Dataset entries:
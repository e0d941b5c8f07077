//! Top-level CLI definition and dispatch.
//!
//! One-shot operational commands against an existing store file: row-count
//! stats, recent log entries, and a manual retention sweep. Talks to the
//! executor directly — no background tasks for short-lived invocations.

#![allow(missing_docs)]

use std::path::PathBuf;

use clap::{Args, Parser, Subcommand};
use colored::{Colorize, control};

use crate::core::config::Config;
use crate::core::errors::Result;
use crate::store::executor::StoreExecutor;
use crate::store::records::{EntityKind, Level};
use crate::tasks::sweeper::sweep_once;

/// Telemetry Store — local batched telemetry database.
#[derive(Debug, Parser)]
#[command(
    name = "tstore",
    author,
    version,
    about = "Telemetry Store - embedded batched telemetry database",
    long_about = None,
    arg_required_else_help = true
)]
pub struct Cli {
    /// Override config file path.
    #[arg(long, global = true, value_name = "PATH")]
    config: Option<PathBuf>,
    /// Override database file path.
    #[arg(long, global = true, value_name = "PATH")]
    db: Option<PathBuf>,
    /// Disable colored output.
    #[arg(long, global = true)]
    no_color: bool,
    /// Subcommand to execute.
    #[command(subcommand)]
    command: Command,
}

#[derive(Debug, Clone, Subcommand)]
enum Command {
    /// Show row counts and database size.
    Stats,
    /// Show recent log entries, newest first.
    Logs(LogsArgs),
    /// Run a one-shot retention sweep.
    Sweep(SweepArgs),
}

#[derive(Debug, Clone, Args)]
struct LogsArgs {
    /// Only entries from this source.
    #[arg(long, value_name = "SOURCE")]
    source: Option<String>,
    /// Only entries at this level (debug/info/warn/error/critical).
    #[arg(long, value_name = "LEVEL")]
    level: Option<Level>,
    /// Maximum entries to show.
    #[arg(long, default_value_t = 50, value_name = "N")]
    limit: usize,
}

#[derive(Debug, Clone, Args)]
struct SweepArgs {
    /// Override the configured retention horizon.
    #[arg(long, value_name = "DAYS")]
    retention_days: Option<u32>,
}

/// Execute a parsed command line.
pub fn run(cli: &Cli) -> Result<()> {
    if cli.no_color {
        control::set_override(false);
    }

    let mut config = Config::load(cli.config.as_deref())?;
    if let Some(db) = &cli.db {
        config.paths.db_path = db.clone();
    }
    let executor = StoreExecutor::open(&config.paths.db_path)?;

    match &cli.command {
        Command::Stats => run_stats(&executor),
        Command::Logs(args) => run_logs(&executor, args),
        Command::Sweep(args) => {
            run_sweep(&executor, args.retention_days.unwrap_or(config.retention.days))
        }
    }
}

fn run_stats(executor: &StoreExecutor) -> Result<()> {
    println!("{}", "Telemetry store".bold());
    println!("  db: {}", executor.path().display());

    let mut total: i64 = 0;
    for kind in EntityKind::ALL {
        let sql = format!("SELECT COUNT(*) FROM {}", kind.table());
        let count: i64 = executor
            .query_one(&sql, [], |row| row.get(0))?
            .unwrap_or(0);
        total += count;
        println!("  {:<22} {count:>10}", kind.table());
    }
    let size: i64 = executor
        .query_one(
            "SELECT page_count * page_size FROM pragma_page_count(), pragma_page_size()",
            [],
            |row| row.get(0),
        )?
        .unwrap_or(0);
    println!("  {:<22} {total:>10}", "total rows".bold());
    println!("  {:<22} {size:>10}", "size (bytes)".bold());
    Ok(())
}

fn run_logs(executor: &StoreExecutor, args: &LogsArgs) -> Result<()> {
    let mut sql = String::from(
        "SELECT timestamp, source, level, message FROM log_entries WHERE 1=1",
    );
    let mut params: Vec<rusqlite::types::Value> = Vec::new();
    if let Some(source) = &args.source {
        sql.push_str(" AND source = ?");
        params.push(source.clone().into());
    }
    if let Some(level) = args.level {
        sql.push_str(" AND level = ?");
        params.push(level.as_str().to_string().into());
    }
    sql.push_str(" ORDER BY id DESC LIMIT ?");
    params.push(i64::try_from(args.limit).unwrap_or(i64::MAX).into());

    let rows: Vec<(String, String, String, String)> = executor.query_all(
        &sql,
        rusqlite::params_from_iter(params.iter()),
        |row| {
            Ok((row.get(0)?, row.get(1)?, row.get(2)?, row.get(3)?))
        },
    )?;

    if rows.is_empty() {
        println!("no matching log entries");
        return Ok(());
    }
    for (timestamp, source, level, message) in rows {
        let level_label = match level.as_str() {
            "error" | "critical" => level.red().bold(),
            "warn" => level.yellow(),
            "debug" => level.dimmed(),
            _ => level.normal(),
        };
        println!("{} {:<10} {:<8} {}", timestamp.dimmed(), source, level_label, message);
    }
    Ok(())
}

fn run_sweep(executor: &StoreExecutor, retention_days: u32) -> Result<()> {
    let report = sweep_once(executor, retention_days);
    println!(
        "swept rows older than {} ({retention_days} day horizon)",
        report.cutoff.bold()
    );
    for (table, deleted) in &report.swept {
        println!("  {table:<22} {deleted:>8} deleted");
    }
    if report.failures > 0 {
        eprintln!("{} table sweep(s) failed; see log output", report.failures);
    }
    Ok(())
}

▸ What you have to do
The answer must hold only the lines from the first line of the data through the line bearing "use crate::core::config::Config;", returned exactly.

▸ Solution
repository e0d941b5c8f07077
//! Top-level CLI definition and dispatch.
//!
//! One-shot operational commands against an existing store file: row-count
//! stats, recent log entries, and a manual retention sweep. Talks to the
//! executor directly — no background tasks for short-lived invocations.

#![allow(missing_docs)]

use std::path::PathBuf;

use clap::{Args, Parser, Subcommand};
use colored::{Colorize, control};

use crate::core::config::Config;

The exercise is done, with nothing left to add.